(Entries taken from a collection)
BEGIN
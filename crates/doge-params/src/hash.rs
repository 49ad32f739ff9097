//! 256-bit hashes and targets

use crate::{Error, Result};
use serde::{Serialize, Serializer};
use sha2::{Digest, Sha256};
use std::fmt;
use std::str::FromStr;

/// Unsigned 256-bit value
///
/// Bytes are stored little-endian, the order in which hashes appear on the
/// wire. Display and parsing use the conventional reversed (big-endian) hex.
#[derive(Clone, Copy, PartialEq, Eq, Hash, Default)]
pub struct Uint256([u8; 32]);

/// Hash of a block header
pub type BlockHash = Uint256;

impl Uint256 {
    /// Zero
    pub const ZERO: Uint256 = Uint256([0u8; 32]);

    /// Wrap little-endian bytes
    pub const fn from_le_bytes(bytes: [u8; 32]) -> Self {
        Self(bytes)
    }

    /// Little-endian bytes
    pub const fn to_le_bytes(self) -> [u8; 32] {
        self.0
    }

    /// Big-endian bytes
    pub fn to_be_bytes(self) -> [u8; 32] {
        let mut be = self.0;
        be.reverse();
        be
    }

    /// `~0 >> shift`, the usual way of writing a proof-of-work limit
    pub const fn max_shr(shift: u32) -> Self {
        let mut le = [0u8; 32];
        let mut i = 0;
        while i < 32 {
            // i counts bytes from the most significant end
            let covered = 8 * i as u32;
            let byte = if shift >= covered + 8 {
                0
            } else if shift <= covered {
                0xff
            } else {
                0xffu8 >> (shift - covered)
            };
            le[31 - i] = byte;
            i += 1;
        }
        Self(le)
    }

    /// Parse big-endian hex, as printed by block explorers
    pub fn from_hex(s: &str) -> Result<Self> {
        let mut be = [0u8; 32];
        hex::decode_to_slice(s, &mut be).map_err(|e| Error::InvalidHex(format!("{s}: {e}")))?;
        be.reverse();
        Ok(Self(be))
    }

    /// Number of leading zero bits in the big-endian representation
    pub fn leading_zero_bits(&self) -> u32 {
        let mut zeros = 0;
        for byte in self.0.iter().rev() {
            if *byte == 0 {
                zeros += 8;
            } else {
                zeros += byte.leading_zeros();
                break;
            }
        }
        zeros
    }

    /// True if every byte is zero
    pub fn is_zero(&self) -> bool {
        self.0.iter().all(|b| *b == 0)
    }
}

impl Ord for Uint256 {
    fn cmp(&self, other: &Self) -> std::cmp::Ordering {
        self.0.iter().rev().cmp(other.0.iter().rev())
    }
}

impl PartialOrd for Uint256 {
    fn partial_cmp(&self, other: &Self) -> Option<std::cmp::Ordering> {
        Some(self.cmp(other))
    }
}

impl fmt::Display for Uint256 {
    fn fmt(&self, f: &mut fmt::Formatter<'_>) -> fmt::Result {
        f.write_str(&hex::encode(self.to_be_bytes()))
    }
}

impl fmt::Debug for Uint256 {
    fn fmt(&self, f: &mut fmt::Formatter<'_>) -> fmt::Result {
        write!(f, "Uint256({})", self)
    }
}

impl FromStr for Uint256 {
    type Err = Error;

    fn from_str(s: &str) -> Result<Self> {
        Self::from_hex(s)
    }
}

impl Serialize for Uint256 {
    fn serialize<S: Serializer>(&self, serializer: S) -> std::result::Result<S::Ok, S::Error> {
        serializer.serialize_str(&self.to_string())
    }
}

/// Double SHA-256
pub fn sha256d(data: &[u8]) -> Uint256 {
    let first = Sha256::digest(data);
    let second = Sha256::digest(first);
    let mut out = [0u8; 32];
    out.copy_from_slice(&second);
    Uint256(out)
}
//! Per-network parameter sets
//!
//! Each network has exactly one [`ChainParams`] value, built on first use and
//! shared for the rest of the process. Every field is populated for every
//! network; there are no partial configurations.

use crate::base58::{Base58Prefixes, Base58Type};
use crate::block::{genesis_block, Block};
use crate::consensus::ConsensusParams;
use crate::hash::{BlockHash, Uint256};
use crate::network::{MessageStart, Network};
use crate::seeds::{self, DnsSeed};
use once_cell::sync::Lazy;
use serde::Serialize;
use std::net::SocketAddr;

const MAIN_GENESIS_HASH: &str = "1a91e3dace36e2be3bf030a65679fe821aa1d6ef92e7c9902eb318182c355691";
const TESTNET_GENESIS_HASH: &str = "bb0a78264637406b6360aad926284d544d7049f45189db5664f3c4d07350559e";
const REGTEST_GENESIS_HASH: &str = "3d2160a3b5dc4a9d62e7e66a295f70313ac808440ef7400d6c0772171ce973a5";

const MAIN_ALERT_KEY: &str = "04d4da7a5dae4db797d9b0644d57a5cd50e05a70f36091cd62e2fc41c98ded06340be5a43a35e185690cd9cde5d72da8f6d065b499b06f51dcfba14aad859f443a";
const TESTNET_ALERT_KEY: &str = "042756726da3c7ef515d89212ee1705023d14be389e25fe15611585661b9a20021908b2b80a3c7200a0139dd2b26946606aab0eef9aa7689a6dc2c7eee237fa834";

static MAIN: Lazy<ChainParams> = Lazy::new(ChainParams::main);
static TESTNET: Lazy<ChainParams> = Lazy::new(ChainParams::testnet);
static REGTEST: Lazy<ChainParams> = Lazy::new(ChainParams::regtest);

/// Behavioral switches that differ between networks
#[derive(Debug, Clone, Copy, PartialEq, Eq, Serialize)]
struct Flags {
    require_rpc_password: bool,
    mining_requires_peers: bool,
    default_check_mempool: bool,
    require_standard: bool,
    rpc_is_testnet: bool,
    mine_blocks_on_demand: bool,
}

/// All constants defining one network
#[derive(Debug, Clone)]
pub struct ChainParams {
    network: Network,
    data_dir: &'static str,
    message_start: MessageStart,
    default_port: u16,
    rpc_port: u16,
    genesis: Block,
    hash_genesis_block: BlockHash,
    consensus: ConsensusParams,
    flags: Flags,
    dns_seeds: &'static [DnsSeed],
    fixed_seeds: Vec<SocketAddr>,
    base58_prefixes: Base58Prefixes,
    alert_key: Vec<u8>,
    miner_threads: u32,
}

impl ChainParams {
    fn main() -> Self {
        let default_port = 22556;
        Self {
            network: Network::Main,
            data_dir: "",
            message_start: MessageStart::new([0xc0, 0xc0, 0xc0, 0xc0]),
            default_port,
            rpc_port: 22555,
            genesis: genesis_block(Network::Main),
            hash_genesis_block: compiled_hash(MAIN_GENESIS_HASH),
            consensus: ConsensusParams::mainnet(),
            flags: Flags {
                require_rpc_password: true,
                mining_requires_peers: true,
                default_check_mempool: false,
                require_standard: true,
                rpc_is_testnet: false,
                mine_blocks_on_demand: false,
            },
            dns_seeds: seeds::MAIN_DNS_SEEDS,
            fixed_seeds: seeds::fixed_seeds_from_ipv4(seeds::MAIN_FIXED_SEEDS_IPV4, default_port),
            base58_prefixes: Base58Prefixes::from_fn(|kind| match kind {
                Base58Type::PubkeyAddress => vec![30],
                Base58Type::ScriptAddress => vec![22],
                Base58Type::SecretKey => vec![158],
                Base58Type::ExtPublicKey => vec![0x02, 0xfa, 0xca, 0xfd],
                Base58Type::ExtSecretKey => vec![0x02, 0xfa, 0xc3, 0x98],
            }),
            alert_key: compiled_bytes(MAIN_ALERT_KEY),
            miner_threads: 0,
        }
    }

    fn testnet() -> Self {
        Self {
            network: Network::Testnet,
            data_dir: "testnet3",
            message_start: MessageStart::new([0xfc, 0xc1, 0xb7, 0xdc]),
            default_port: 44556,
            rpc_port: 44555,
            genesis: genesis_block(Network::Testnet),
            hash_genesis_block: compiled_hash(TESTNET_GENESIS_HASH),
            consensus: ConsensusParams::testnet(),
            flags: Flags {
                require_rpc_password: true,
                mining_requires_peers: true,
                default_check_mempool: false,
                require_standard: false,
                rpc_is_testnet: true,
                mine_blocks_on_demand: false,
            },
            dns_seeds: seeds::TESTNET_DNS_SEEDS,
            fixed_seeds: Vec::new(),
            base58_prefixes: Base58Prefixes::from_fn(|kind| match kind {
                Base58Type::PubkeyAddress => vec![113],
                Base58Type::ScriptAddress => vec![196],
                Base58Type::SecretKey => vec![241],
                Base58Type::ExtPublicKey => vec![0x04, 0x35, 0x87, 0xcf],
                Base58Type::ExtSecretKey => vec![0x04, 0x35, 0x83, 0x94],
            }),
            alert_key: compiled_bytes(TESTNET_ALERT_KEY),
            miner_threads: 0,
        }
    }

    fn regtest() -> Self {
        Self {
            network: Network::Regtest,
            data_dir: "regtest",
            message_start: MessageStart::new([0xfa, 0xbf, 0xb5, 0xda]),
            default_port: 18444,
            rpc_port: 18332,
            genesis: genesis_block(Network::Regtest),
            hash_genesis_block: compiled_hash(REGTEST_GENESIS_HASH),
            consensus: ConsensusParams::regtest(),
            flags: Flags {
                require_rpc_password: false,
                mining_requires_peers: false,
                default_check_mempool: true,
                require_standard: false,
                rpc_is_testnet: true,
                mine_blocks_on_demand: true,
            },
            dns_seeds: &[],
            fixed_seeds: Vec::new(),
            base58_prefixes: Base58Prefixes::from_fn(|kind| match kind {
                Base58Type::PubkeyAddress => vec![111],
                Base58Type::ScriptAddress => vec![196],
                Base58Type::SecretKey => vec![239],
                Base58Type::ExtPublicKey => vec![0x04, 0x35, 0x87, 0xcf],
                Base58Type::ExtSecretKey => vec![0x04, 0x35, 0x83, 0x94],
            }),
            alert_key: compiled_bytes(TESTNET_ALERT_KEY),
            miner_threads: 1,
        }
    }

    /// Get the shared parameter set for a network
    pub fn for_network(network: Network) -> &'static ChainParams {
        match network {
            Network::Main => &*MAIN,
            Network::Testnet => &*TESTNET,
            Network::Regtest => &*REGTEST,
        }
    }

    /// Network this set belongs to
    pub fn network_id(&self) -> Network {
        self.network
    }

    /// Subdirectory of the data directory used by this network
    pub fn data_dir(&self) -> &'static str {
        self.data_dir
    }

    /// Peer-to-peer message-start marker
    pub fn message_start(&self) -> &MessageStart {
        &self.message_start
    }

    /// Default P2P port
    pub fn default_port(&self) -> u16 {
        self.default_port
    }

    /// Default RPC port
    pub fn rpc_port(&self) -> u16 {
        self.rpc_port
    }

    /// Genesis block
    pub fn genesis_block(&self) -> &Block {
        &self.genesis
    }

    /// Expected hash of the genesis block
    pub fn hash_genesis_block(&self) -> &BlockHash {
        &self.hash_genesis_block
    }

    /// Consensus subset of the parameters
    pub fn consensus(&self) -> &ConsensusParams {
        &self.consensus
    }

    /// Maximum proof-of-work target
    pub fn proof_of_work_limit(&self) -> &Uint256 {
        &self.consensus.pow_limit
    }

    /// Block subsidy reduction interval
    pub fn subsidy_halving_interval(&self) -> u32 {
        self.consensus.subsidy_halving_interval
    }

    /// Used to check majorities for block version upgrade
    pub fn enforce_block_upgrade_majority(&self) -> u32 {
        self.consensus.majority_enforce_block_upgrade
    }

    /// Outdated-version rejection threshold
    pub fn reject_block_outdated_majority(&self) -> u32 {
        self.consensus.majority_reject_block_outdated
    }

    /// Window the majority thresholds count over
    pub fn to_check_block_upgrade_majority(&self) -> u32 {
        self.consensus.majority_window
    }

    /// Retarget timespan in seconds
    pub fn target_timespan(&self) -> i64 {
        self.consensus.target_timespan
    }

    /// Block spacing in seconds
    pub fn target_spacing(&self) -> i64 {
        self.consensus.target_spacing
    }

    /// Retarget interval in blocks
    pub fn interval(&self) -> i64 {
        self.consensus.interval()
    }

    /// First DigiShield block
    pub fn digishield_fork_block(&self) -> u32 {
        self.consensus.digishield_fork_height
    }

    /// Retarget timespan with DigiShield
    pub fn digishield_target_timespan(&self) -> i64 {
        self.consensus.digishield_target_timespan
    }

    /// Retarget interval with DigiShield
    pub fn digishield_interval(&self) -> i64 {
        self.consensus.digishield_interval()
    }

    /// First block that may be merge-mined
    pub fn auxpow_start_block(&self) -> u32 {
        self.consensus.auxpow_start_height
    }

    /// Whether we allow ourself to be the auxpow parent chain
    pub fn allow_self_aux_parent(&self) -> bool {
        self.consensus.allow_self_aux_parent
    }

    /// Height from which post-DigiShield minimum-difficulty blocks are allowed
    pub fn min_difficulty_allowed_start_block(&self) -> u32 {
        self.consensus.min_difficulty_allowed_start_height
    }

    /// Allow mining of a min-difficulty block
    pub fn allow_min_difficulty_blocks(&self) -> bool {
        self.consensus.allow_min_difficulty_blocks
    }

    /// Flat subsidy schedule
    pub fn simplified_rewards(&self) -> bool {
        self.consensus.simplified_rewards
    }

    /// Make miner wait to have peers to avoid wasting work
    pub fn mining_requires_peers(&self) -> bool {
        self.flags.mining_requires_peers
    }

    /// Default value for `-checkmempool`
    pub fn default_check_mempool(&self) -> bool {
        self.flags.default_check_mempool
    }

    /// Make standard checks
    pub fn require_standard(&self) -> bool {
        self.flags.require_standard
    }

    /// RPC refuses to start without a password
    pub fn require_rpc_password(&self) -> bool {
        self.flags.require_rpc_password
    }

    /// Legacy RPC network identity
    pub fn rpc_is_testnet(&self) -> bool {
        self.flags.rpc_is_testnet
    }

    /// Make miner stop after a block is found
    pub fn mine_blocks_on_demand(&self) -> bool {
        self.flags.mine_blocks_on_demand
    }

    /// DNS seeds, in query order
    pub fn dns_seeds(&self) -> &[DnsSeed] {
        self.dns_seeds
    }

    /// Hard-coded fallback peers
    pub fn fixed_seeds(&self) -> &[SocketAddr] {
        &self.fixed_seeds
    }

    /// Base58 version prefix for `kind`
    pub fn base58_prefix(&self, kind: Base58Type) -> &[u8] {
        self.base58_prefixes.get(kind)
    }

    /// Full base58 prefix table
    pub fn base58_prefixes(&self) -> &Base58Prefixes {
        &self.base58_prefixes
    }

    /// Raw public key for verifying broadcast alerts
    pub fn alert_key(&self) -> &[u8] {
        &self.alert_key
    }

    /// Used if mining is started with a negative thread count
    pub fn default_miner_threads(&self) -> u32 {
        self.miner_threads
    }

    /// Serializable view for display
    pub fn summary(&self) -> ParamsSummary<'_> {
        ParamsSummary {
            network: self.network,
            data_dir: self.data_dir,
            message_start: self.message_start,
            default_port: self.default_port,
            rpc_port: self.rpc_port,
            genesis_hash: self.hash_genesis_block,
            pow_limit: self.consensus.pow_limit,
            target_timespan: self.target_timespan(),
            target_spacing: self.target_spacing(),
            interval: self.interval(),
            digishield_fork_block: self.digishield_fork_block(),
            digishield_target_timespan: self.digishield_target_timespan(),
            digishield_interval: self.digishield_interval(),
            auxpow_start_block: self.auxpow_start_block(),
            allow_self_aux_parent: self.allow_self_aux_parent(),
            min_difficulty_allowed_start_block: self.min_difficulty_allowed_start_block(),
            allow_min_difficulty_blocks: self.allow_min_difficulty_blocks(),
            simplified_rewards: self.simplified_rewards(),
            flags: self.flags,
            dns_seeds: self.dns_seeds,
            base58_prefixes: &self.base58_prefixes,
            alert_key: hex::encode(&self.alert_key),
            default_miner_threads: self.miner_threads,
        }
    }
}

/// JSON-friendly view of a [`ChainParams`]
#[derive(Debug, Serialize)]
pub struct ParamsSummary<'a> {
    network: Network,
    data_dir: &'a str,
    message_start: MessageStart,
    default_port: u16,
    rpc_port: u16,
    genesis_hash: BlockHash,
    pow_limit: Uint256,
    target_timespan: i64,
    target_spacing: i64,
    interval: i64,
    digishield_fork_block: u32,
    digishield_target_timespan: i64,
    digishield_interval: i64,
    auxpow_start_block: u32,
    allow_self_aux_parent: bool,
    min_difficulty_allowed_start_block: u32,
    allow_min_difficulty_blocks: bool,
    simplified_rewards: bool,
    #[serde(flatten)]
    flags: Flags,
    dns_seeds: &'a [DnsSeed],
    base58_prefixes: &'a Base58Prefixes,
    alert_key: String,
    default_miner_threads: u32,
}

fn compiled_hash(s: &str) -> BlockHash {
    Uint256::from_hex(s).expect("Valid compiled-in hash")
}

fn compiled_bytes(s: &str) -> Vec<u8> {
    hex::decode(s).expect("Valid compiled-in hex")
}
END
WORK REQUEST
Write out only the lines that run from the line containing "pub fn rpc_port(&self)" through the line containing "timespan in seconds", both included, exactly as they appear above.

WORKED SOLUTION
    pub fn rpc_port(&self) -> u16 {
        self.rpc_port
    }

    /// Genesis block
    pub fn genesis_block(&self) -> &Block {
        &self.genesis
    }

    /// Expected hash of the genesis block
    pub fn hash_genesis_block(&self) -> &BlockHash {
        &self.hash_genesis_block
    }

    /// Consensus subset of the parameters
    pub fn consensus(&self) -> &ConsensusParams {
        &self.consensus
    }

    /// Maximum proof-of-work target
    pub fn proof_of_work_limit(&self) -> &Uint256 {
        &self.consensus.pow_limit
    }

    /// Block subsidy reduction interval
    pub fn subsidy_halving_interval(&self) -> u32 {
        self.consensus.subsidy_halving_interval
    }

    /// Used to check majorities for block version upgrade
    pub fn enforce_block_upgrade_majority(&self) -> u32 {
        self.consensus.majority_enforce_block_upgrade
    }

    /// Outdated-version rejection threshold
    pub fn reject_block_outdated_majority(&self) -> u32 {
        self.consensus.majority_reject_block_outdated
    }

    /// Window the majority thresholds count over
    pub fn to_check_block_upgrade_majority(&self) -> u32 {
        self.consensus.majority_window
    }

    /// Retarget timespan in seconds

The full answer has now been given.